Using the data below, return every line that holds the word "serde".

- _MATERIAL FOR THIS TASK_
☆ ☆ ☆ ☆

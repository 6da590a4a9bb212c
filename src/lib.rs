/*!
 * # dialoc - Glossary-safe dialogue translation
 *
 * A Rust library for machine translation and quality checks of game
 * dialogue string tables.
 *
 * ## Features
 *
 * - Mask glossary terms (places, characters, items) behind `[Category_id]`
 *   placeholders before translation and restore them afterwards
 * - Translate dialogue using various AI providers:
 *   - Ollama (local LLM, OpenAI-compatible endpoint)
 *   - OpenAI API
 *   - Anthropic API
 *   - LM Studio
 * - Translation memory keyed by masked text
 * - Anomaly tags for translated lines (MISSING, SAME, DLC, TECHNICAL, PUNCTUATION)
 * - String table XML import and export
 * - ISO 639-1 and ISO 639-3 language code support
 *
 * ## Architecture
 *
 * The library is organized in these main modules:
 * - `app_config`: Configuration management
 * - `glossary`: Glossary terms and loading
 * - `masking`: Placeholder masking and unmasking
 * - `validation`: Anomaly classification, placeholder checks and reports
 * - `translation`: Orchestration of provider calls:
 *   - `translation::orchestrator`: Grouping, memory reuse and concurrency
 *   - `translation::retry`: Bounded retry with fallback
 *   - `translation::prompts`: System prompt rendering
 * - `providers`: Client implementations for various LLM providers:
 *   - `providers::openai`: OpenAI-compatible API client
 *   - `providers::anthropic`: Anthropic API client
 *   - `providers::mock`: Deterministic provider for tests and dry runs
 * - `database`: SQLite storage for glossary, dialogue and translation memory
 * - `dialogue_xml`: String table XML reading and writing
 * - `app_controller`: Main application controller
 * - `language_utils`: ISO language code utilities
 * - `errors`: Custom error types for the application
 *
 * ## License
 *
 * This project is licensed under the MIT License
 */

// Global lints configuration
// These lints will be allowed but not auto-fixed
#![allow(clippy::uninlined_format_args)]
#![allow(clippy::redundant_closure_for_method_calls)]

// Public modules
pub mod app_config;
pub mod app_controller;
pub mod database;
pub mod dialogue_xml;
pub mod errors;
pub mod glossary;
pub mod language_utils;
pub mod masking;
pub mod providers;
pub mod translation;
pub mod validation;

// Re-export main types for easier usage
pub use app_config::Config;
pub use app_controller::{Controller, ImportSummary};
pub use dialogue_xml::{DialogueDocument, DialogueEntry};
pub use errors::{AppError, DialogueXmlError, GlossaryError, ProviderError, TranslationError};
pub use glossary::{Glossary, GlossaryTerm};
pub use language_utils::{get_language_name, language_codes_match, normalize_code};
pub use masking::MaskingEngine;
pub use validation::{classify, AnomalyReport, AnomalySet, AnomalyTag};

☆ ☆ ☆ ☆

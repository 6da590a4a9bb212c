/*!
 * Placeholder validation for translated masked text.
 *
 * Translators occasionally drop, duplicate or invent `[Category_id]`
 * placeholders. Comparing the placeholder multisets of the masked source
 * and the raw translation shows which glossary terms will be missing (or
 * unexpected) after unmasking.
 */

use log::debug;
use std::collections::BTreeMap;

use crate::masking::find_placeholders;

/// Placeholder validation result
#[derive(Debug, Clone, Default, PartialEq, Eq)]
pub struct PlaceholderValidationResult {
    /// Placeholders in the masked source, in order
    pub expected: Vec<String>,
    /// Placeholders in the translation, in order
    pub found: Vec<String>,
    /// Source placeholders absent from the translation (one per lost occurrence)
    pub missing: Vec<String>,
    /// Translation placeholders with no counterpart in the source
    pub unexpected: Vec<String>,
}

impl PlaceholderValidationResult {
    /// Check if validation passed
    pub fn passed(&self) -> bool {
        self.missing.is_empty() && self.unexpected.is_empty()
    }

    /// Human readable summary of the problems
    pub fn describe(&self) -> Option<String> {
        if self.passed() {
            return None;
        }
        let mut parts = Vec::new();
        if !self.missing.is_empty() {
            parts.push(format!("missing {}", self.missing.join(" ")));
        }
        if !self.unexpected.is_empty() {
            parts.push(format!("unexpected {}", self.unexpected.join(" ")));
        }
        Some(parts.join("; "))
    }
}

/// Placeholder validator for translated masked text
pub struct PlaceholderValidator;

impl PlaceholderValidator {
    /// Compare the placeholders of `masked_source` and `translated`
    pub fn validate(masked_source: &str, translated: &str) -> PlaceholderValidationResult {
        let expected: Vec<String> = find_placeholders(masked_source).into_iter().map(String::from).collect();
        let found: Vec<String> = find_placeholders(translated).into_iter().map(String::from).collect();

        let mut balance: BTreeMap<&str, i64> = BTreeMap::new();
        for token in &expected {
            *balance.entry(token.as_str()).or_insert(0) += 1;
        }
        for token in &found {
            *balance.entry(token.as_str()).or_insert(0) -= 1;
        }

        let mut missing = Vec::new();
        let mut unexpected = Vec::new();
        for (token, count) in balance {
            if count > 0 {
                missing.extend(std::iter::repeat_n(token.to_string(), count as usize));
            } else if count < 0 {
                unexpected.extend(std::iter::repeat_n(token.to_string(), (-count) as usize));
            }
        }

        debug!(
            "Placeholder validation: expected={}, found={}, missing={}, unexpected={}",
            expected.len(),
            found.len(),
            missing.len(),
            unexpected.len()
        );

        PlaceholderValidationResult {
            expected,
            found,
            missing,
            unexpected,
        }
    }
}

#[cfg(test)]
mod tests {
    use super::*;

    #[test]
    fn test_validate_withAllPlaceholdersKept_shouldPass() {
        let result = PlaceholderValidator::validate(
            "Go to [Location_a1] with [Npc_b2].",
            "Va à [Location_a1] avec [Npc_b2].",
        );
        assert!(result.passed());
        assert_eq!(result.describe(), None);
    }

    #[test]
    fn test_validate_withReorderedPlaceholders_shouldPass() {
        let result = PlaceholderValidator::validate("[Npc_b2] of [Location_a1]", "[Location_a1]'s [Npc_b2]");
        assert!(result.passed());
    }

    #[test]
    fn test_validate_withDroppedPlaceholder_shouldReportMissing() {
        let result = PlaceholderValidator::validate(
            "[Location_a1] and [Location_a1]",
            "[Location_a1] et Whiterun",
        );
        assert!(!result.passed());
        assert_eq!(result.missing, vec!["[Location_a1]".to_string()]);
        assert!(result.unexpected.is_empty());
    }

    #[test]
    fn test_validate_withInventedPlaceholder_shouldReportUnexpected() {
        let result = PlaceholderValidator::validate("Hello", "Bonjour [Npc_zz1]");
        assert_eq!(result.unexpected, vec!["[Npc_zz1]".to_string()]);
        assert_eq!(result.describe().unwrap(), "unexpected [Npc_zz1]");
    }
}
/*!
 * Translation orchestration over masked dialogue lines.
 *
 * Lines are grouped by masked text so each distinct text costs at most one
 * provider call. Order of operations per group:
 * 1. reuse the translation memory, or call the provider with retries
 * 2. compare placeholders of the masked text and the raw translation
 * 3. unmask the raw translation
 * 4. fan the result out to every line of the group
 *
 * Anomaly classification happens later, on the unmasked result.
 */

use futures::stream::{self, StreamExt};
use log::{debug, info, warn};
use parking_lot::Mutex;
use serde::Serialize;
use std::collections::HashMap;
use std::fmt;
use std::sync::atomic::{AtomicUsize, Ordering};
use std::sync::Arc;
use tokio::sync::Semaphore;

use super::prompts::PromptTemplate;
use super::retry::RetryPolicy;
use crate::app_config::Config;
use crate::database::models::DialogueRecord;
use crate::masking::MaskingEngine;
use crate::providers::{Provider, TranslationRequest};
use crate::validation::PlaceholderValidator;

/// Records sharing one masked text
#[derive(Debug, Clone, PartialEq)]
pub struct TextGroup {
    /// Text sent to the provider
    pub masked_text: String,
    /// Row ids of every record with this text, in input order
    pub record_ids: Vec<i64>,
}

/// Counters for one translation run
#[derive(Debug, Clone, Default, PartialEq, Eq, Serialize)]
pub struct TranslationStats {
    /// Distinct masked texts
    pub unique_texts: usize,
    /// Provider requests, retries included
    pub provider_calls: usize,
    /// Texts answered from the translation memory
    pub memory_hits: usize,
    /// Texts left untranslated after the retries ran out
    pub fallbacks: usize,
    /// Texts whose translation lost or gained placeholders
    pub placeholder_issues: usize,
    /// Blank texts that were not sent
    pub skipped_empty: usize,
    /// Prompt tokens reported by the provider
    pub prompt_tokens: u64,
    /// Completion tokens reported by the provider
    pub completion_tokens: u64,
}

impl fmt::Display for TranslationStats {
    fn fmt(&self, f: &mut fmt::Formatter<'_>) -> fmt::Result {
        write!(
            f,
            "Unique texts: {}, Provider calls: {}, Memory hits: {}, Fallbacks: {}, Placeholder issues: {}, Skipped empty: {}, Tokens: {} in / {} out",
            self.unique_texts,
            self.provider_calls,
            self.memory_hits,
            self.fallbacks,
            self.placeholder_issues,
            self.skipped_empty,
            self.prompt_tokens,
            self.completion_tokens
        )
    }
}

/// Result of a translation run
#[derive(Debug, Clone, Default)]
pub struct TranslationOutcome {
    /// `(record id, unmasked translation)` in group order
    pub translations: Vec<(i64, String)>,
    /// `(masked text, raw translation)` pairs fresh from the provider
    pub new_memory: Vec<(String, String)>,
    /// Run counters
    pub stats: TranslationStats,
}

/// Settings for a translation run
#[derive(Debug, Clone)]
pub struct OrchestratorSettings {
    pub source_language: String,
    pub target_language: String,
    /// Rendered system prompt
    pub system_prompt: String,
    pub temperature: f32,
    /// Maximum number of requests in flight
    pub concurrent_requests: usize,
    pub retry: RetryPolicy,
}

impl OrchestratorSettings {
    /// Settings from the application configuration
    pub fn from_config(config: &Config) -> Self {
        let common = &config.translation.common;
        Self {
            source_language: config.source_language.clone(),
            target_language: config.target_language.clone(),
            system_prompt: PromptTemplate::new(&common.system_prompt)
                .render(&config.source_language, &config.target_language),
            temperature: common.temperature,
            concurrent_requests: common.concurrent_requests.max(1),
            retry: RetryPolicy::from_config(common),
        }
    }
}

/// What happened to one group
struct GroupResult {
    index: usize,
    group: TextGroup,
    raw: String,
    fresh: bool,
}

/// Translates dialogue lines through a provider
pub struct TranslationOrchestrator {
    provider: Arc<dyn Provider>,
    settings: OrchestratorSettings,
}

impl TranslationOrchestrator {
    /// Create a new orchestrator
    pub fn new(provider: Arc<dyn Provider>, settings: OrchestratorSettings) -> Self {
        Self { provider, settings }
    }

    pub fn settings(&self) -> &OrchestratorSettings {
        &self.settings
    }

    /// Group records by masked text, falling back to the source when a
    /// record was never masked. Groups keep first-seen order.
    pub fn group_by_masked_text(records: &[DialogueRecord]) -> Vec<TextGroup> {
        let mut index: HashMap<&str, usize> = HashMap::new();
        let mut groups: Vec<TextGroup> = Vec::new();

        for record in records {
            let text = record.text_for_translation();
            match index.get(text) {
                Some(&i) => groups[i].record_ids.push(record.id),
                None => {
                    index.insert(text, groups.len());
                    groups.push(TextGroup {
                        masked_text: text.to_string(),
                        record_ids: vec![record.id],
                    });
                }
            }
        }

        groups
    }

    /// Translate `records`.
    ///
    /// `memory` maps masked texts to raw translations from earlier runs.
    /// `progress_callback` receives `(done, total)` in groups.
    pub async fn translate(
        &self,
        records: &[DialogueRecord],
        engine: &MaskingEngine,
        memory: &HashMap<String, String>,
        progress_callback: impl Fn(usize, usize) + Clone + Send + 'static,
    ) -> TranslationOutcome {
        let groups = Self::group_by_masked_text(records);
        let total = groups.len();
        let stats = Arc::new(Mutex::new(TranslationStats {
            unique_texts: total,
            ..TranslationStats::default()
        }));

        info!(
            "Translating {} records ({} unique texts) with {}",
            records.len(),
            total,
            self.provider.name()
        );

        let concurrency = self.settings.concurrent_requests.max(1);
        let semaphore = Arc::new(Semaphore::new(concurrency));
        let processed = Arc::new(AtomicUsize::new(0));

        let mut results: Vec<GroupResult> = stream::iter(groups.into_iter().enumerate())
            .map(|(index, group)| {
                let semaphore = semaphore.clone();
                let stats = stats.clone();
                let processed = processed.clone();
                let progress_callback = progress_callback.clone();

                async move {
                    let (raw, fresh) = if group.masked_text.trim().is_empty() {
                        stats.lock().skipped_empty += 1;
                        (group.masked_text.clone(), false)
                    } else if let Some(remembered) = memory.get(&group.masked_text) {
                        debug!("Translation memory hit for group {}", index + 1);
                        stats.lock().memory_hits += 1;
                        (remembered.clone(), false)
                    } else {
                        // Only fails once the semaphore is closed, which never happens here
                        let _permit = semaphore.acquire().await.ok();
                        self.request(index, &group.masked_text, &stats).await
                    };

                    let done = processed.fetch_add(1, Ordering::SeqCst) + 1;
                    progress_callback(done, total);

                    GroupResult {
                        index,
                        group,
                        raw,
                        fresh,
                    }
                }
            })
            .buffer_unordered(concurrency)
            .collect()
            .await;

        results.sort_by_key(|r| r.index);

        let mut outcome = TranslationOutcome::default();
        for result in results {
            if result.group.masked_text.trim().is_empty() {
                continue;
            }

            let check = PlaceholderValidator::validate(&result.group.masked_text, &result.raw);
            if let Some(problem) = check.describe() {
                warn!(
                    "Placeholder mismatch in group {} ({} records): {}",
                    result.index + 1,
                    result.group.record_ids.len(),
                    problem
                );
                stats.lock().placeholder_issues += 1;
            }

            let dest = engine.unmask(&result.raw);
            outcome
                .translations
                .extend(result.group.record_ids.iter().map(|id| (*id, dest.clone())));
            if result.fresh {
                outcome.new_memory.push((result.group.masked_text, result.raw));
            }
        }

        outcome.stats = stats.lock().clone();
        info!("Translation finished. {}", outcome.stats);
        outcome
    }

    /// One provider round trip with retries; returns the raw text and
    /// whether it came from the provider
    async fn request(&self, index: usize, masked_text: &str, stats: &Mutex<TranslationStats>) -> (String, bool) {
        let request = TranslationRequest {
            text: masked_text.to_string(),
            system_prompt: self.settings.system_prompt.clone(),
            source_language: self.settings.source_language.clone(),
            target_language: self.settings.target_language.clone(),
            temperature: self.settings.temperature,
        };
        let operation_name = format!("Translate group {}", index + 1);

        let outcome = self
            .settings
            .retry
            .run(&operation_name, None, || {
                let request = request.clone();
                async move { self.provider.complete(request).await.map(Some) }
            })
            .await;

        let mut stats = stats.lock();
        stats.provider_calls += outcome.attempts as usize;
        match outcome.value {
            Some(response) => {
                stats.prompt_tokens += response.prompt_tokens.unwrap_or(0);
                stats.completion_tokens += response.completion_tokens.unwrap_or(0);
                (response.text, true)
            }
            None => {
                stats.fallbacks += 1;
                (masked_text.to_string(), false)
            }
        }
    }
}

☆ ☆ ☆ ☆

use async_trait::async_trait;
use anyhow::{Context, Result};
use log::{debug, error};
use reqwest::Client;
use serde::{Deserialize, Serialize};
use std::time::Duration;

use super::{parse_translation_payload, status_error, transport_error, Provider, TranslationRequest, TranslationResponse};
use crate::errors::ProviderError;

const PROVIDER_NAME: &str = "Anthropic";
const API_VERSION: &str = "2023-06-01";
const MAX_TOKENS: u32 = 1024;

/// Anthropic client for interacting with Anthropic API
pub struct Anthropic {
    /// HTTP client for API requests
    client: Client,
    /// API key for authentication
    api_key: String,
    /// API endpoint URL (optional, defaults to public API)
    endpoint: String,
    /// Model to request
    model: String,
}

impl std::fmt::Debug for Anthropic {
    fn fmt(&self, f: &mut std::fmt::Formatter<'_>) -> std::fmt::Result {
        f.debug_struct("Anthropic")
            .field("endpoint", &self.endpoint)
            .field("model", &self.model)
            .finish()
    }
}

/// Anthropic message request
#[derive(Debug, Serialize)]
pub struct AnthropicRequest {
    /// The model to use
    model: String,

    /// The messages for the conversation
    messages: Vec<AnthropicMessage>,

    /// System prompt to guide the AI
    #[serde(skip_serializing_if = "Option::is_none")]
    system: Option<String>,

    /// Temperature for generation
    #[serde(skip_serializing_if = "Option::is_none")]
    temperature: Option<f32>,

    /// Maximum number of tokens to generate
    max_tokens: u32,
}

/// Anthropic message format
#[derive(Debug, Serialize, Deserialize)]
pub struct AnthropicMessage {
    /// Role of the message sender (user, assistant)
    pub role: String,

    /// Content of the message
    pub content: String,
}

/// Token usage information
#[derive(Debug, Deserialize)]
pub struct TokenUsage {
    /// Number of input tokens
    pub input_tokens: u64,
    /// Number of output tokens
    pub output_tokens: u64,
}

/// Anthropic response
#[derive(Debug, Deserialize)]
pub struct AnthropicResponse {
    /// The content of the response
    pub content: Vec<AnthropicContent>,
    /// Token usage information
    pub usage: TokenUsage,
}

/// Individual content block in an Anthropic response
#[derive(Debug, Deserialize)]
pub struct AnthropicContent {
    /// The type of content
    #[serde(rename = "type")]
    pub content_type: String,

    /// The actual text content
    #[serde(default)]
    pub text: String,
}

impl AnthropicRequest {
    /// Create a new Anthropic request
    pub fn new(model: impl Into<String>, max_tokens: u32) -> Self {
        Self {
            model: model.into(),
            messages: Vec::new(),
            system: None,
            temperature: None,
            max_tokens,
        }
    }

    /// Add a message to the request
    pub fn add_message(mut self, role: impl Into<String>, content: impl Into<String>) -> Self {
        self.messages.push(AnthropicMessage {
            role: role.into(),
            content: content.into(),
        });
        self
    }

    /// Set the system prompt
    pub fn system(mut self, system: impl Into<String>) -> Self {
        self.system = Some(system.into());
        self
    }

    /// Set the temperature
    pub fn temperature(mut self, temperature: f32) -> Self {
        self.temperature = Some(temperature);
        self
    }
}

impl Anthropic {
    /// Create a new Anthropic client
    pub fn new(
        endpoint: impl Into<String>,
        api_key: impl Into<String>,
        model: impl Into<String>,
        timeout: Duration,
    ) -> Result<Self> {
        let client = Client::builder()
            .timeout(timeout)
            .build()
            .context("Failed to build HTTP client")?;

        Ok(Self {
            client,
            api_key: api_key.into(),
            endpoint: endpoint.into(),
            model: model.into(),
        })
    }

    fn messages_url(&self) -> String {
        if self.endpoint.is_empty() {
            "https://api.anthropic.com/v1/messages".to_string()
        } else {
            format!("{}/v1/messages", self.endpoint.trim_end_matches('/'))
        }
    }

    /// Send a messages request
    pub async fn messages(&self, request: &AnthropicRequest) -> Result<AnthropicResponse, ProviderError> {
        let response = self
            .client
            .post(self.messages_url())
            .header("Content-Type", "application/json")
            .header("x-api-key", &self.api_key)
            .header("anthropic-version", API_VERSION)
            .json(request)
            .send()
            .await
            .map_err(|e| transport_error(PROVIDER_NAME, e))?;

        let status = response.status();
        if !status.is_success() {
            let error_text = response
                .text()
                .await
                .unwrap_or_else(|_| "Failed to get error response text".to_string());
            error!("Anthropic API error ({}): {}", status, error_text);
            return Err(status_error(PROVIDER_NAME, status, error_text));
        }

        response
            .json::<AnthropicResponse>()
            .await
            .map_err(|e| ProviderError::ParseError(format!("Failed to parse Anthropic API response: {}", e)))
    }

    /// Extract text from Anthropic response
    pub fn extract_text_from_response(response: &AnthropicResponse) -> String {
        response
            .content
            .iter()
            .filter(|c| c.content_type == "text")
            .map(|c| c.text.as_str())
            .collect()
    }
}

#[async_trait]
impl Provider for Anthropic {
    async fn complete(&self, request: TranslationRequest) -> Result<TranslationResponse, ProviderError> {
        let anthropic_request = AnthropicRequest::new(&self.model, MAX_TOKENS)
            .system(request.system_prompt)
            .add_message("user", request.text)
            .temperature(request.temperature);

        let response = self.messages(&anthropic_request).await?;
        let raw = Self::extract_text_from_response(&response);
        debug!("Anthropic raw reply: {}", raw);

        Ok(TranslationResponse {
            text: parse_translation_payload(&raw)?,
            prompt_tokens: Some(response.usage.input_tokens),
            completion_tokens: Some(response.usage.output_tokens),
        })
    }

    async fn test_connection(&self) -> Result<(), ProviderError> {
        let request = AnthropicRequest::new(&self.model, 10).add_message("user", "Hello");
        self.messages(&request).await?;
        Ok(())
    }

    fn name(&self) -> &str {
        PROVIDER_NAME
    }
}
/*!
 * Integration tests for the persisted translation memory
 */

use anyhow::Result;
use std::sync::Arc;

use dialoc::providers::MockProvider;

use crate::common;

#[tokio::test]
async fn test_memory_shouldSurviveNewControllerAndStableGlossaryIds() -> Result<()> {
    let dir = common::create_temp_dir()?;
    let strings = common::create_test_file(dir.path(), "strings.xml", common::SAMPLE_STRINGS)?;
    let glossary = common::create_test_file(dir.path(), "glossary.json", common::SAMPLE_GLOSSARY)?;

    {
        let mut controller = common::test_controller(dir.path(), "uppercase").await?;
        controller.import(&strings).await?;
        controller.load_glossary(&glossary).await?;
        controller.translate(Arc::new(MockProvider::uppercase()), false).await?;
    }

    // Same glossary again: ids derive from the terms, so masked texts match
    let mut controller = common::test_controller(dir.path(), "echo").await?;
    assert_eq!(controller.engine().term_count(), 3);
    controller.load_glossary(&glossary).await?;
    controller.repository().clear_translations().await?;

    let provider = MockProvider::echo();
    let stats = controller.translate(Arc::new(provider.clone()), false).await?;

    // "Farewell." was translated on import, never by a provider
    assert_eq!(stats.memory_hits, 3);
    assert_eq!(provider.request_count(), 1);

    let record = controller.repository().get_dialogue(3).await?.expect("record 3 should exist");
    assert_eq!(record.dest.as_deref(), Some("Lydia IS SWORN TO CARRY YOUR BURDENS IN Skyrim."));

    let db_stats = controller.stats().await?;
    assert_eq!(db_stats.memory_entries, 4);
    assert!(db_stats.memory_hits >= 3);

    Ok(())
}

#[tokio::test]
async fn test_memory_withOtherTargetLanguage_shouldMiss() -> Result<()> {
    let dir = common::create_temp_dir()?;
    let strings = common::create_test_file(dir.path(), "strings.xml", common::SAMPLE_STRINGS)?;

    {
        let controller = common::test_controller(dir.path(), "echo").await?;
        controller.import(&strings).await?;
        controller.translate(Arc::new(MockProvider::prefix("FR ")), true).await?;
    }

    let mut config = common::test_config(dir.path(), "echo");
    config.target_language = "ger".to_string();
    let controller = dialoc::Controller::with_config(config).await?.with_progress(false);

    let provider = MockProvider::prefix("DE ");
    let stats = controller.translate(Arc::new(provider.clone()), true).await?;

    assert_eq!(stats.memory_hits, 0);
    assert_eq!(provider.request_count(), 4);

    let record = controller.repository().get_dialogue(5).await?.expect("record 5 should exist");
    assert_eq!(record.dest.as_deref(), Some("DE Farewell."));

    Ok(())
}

☆ ☆ ☆ ☆

- _EXERCISE ANSWER_
use serde::Serialize;
use serde::{Deserialize, Serialize};
    #[serde(skip_serializing_if = "Option::is_none")]
    #[serde(skip_serializing_if = "Option::is_none")]
    #[serde(rename = "type")]
    #[serde(default)]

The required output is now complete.